Israel–Seychelles relations refer to the bilateral relationship between the State of Israel and the Republic of Seychelles. The Israeli embassy in Nairobi, Kenya is accredited to Seychelles. Seychelles has an honorary consul in Tel Aviv, named Arie Goldstein. Seychelles supports a two-state solution and Israel's right to defend itself during the Gaza war.

== History==
Relations between the State of Israel and the Republic of Seychelles were officially established in 1992, after the end of the boycott of the Sub-Saharan African countries.

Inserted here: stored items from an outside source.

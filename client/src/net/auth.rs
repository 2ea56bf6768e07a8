//! Authentication endpoints and failure classification.
//!
//! Login failures are classified by HTTP status rather than by the wording
//! of the server's reason: the API answers an unverified account with 403
//! and nothing else on this route does. The reason text is still shown to
//! the user as-is.

#![allow(clippy::unused_async)]

#[cfg(test)]
#[path = "auth_test.rs"]
mod auth_test;

use super::http::ApiError;
use super::types::{AuthResponse, RegisterRequest};

pub const LOGIN_PATH: &str = "/api/auth/login";
pub const REGISTER_PATH: &str = "/api/auth/register";
pub const RESEND_VERIFICATION_PATH: &str = "/api/auth/resend-verification";
pub const FORGOT_PASSWORD_PATH: &str = "/api/auth/forgot-password";
pub const RESET_PASSWORD_PATH: &str = "/api/auth/reset-password";

/// Why an auth call did not produce a session.
#[derive(Clone, Copy, Debug, PartialEq, Eq)]
pub enum AuthFailureKind {
    /// Correct credentials, but the email address is not confirmed yet.
    EmailUnverified,
    InvalidCredentials,
    UnknownAccount,
    AlreadyRegistered,
    /// Any other rejection; the message carries the server reason.
    Rejected,
    Network,
}

#[derive(Clone, Debug, PartialEq, Eq)]
pub struct AuthFailure {
    pub kind: AuthFailureKind,
    pub message: String,
}

impl AuthFailure {
    pub fn from_api(err: &ApiError) -> Self {
        let kind = match err {
            ApiError::Status { status: 403, .. } => AuthFailureKind::EmailUnverified,
            ApiError::Status { status: 401, .. } => AuthFailureKind::InvalidCredentials,
            ApiError::Status { status: 404, .. } => AuthFailureKind::UnknownAccount,
            ApiError::Status { status: 409, .. } => AuthFailureKind::AlreadyRegistered,
            ApiError::Status { .. } | ApiError::Decode(_) => AuthFailureKind::Rejected,
            ApiError::Network(_) | ApiError::Unavailable => AuthFailureKind::Network,
        };
        let message = match (kind, err) {
            (AuthFailureKind::EmailUnverified, ApiError::Status { detail: None, .. }) => {
                "Email not verified. Please check your inbox or request a new verification email.".to_owned()
            }
            (AuthFailureKind::InvalidCredentials, ApiError::Status { detail: None, .. }) => {
                "Invalid email or password.".to_owned()
            }
            _ => err.message(),
        };
        Self { kind, message }
    }

    /// Whether the UI should offer "resend verification email".
    pub fn offers_resend(&self) -> bool {
        self.kind == AuthFailureKind::EmailUnverified
    }
}

/// What a successful registration call means for the session.
#[derive(Clone, Debug, PartialEq)]
pub enum RegisterOutcome {
    /// The API issued a token; sign in immediately.
    SignedIn(AuthResponse),
    /// Email confirmation is required before the first login.
    VerificationPending { message: String },
}

impl RegisterOutcome {
    pub fn from_response(resp: AuthResponse) -> Self {
        if resp.access_token.trim().is_empty() {
            let message = if resp.message.trim().is_empty() {
                "Account created. Check your email to verify your address, then log in.".to_owned()
            } else {
                format!("{}. Check your email to verify your address, then log in.", resp.message.trim_end_matches('.'))
            };
            Self::VerificationPending { message }
        } else {
            Self::SignedIn(resp)
        }
    }
}

/// `POST /api/auth/login`.
///
/// # Errors
///
/// Returns a classified `AuthFailure`; see `AuthFailureKind`.
pub async fn login(email: &str, password: &str) -> Result<AuthResponse, AuthFailure> {
    #[cfg(feature = "hydrate")]
    {
        let body = super::types::LoginRequest { email: email.to_owned(), password: password.to_owned() };
        let request = gloo_net::http::Request::post(&crate::config::api_url(LOGIN_PATH)).json(&body);
        super::http::send_json::<AuthResponse>(request)
            .await
            .map_err(|e| AuthFailure::from_api(&e))
    }
    #[cfg(not(feature = "hydrate"))]
    {
        let _ = (email, password);
        Err(AuthFailure::from_api(&ApiError::Unavailable))
    }
}

/// `POST /api/auth/register`.
///
/// # Errors
///
/// Returns a classified `AuthFailure` (409 means the email is taken).
pub async fn register(request: &RegisterRequest) -> Result<RegisterOutcome, AuthFailure> {
    #[cfg(feature = "hydrate")]
    {
        let built = gloo_net::http::Request::post(&crate::config::api_url(REGISTER_PATH)).json(request);
        super::http::send_json::<AuthResponse>(built)
            .await
            .map(RegisterOutcome::from_response)
            .map_err(|e| AuthFailure::from_api(&e))
    }
    #[cfg(not(feature = "hydrate"))]
    {
        let _ = request;
        Err(AuthFailure::from_api(&ApiError::Unavailable))
    }
}

async fn post_email(path: &str, email: &str) -> Result<String, ApiError> {
    #[cfg(feature = "hydrate")]
    {
        let body = super::types::EmailRequest { email: email.to_owned() };
        let request = gloo_net::http::Request::post(&crate::config::api_url(path)).json(&body);
        super::http::send_json::<super::types::MessageResponse>(request).await.map(|r| r.message)
    }
    #[cfg(not(feature = "hydrate"))]
    {
        let _ = (path, email);
        Err(ApiError::Unavailable)
    }
}

/// `POST /api/auth/resend-verification`. Returns the server acknowledgement.
///
/// # Errors
///
/// Returns `ApiError` on transport or server failure.
pub async fn resend_verification(email: &str) -> Result<String, ApiError> {
    post_email(RESEND_VERIFICATION_PATH, email).await
}

/// `POST /api/auth/forgot-password`. Returns the server acknowledgement.
///
/// # Errors
///
/// Returns `ApiError` on transport or server failure.
pub async fn forgot_password(email: &str) -> Result<String, ApiError> {
    post_email(FORGOT_PASSWORD_PATH, email).await
}

/// `POST /api/auth/reset-password` with the recovery token from the emailed
/// link.
///
/// # Errors
///
/// Returns `ApiError`; a 400 means the link is invalid or expired.
pub async fn reset_password(access_token: &str, new_password: &str) -> Result<String, ApiError> {
    #[cfg(feature = "hydrate")]
    {
        let body = super::types::ResetPasswordRequest {
            access_token: access_token.to_owned(),
            new_password: new_password.to_owned(),
        };
        let request = gloo_net::http::Request::post(&crate::config::api_url(RESET_PASSWORD_PATH)).json(&body);
        super::http::send_json::<super::types::MessageResponse>(request).await.map(|r| r.message)
    }
    #[cfg(not(feature = "hydrate"))]
    {
        let _ = (access_token, new_password);
        Err(ApiError::Unavailable)
    }
}

/// Pull the recovery `access_token` out of a reset link's URL fragment
/// (`#access_token=...&type=recovery`) or query string.
pub fn recovery_token(fragment_or_query: &str) -> Option<String> {
    fragment_or_query
        .trim_start_matches(['#', '?'])
        .split('&')
        .filter_map(|pair| pair.split_once('='))
        .find(|(key, _)| *key == "access_token")
        .map(|(_, value)| value.to_owned())
        .filter(|value| !value.is_empty())
}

The economic relations between Israel and Seychelles are small and modest, with tourism as the most important co-operation between the countries. In 2020, during the COVID-19 pandemic, Seychelles opened the country for Israelis and set aside an island exclusively for them, since during the first wave, Israel had a low rate of infection.

== Diplomatic missions ==
Israel is not represented in Seychelles at either the embassy or consular level, but through the embassy it maintains in Nairobi.

Seychelles is not represented in Israel at embassy level. Seychelles is represented in Israel at a consular level through a consulate it maintains in Tel Aviv. The Honorary Consul of Seychelles in Israel is Aryeh Goldstein.

In January 2024, both countries signed visa-free accord.